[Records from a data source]
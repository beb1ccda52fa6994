// Copyright 2026 Laddkarta Contributors
//
// Licensed under the Apache License, Version 2.0 (the "License");
// you may not use this file except in compliance with the License.
// You may obtain a copy of the License at
//
//     http://www.apache.org/licenses/LICENSE-2.0
//
// Unless required by applicable law or agreed to in writing, software
// distributed under the License is distributed on an "AS IS" BASIS,
// WITHOUT WARRANTIES OR CONDITIONS OF ANY KIND, either express or implied.
// See the License for the specific language governing permissions and
// limitations under the License.

//! Station records and the AC/DC current type.
//!
//! Station data is externally supplied and read-only: records are
//! deserialized once at load time and never mutated afterwards.

use serde::Deserialize;

/// Placeholder shown wherever a station has no known price.
pub const UNKNOWN_PRICE: &str = "Okänt";

/// Charging current type of a station.
///
/// This is a closed enumeration: a record carrying any other tag fails to
/// deserialize and is dropped by the loader, so unknown types never reach
/// the filter or the views.
#[derive(Debug, Clone, Copy, PartialEq, Eq, Deserialize)]
pub enum CurrentType {
    #[serde(rename = "AC")]
    Ac,
    #[serde(rename = "DC")]
    Dc,
}

impl CurrentType {
    /// The tag as it appears in the source data and the UI.
    #[must_use]
    pub fn as_str(self) -> &'static str {
        match self {
            CurrentType::Ac => "AC",
            CurrentType::Dc => "DC",
        }
    }
}

/// A single charging station record.
#[derive(Debug, Clone, Deserialize)]
pub struct Station {
    /// Unique identifier, stable across renders (list/marker key).
    pub id: u64,
    /// Display name.
    pub name: String,
    /// Operator display name.
    pub operator: String,
    /// Latitude in decimal degrees.
    pub lat: f64,
    /// Longitude in decimal degrees.
    pub lng: f64,
    /// Price per kWh. Absent in the source data for some stations.
    #[serde(default)]
    pub price: Option<f64>,
    /// Charging current type (AC or DC).
    #[serde(rename = "type")]
    pub station_type: CurrentType,
    /// Power rating in kW.
    pub power: f64,
}

impl Station {
    /// Price line as rendered in both the popup and the list card.
    ///
    /// A missing price renders the explicit placeholder instead of being
    /// omitted: `Pris: Okänt kr/kWh`.
    #[must_use]
    pub fn price_label(&self) -> String {
        match self.price {
            Some(price) => format!("Pris: {} kr/kWh", price),
            None => format!("Pris: {} kr/kWh", UNKNOWN_PRICE),
        }
    }

    /// Power line as rendered in both the popup and the list card.
    #[must_use]
    pub fn power_label(&self) -> String {
        format!("Effekt: {} kW", self.power)
    }
}

#[cfg(test)]
mod tests {
    use super::*;

    #[test]
    fn test_station_deserialize() {
        let json = r#"{"id": 1, "name": "A", "operator": "X",
                       "lat": 59.3, "lng": 18.0, "type": "AC", "power": 22}"#;
        let station: Station = serde_json::from_str(json).unwrap();

        assert_eq!(station.id, 1);
        assert_eq!(station.station_type, CurrentType::Ac);
        assert_eq!(station.price, None);
    }

    #[test]
    fn test_station_with_price() {
        let json = r#"{"id": 2, "name": "B", "operator": "Y",
                       "lat": 60.0, "lng": 17.0, "price": 5.5, "type": "DC", "power": 50}"#;
        let station: Station = serde_json::from_str(json).unwrap();

        assert_eq!(station.price, Some(5.5));
        assert_eq!(station.price_label(), "Pris: 5.5 kr/kWh");
    }

    #[test]
    fn test_missing_price_renders_placeholder() {
        let json = r#"{"id": 1, "name": "A", "operator": "X",
                       "lat": 59.3, "lng": 18.0, "type": "AC", "power": 22}"#;
        let station: Station = serde_json::from_str(json).unwrap();

        assert_eq!(station.price_label(), "Pris: Okänt kr/kWh");
    }

    #[test]
    fn test_unknown_current_type_rejected() {
        let json = r#"{"id": 3, "name": "C", "operator": "Z",
                       "lat": 59.0, "lng": 18.0, "type": "CHAdeMO", "power": 50}"#;
        let result: Result<Station, _> = serde_json::from_str(json);

        assert!(result.is_err());
    }

    #[test]
    fn test_power_label() {
        let json = r#"{"id": 1, "name": "A", "operator": "X",
                       "lat": 59.3, "lng": 18.0, "type": "AC", "power": 22}"#;
        let station: Station = serde_json::from_str(json).unwrap();

        assert_eq!(station.power_label(), "Effekt: 22 kW");
    }
}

[BRIEF] Using the data above, extract exactly the lines from the one that holds "Licensed under the" to the one that holds "pub enum CurrentType", both ends included, and no others.

[ANSWER AREA]
// Licensed under the Apache License, Version 2.0 (the "License");
// you may not use this file except in compliance with the License.
// You may obtain a copy of the License at
//
//     http://www.apache.org/licenses/LICENSE-2.0
//
// Unless required by applicable law or agreed to in writing, software
// distributed under the License is distributed on an "AS IS" BASIS,
// WITHOUT WARRANTIES OR CONDITIONS OF ANY KIND, either express or implied.
// See the License for the specific language governing permissions and
// limitations under the License.

//! Station records and the AC/DC current type.
//!
//! Station data is externally supplied and read-only: records are
//! deserialized once at load time and never mutated afterwards.

use serde::Deserialize;

/// Placeholder shown wherever a station has no known price.
pub const UNKNOWN_PRICE: &str = "Okänt";

/// Charging current type of a station.
///
/// This is a closed enumeration: a record carrying any other tag fails to
/// deserialize and is dropped by the loader, so unknown types never reach
/// the filter or the views.
#[derive(Debug, Clone, Copy, PartialEq, Eq, Deserialize)]
pub enum CurrentType {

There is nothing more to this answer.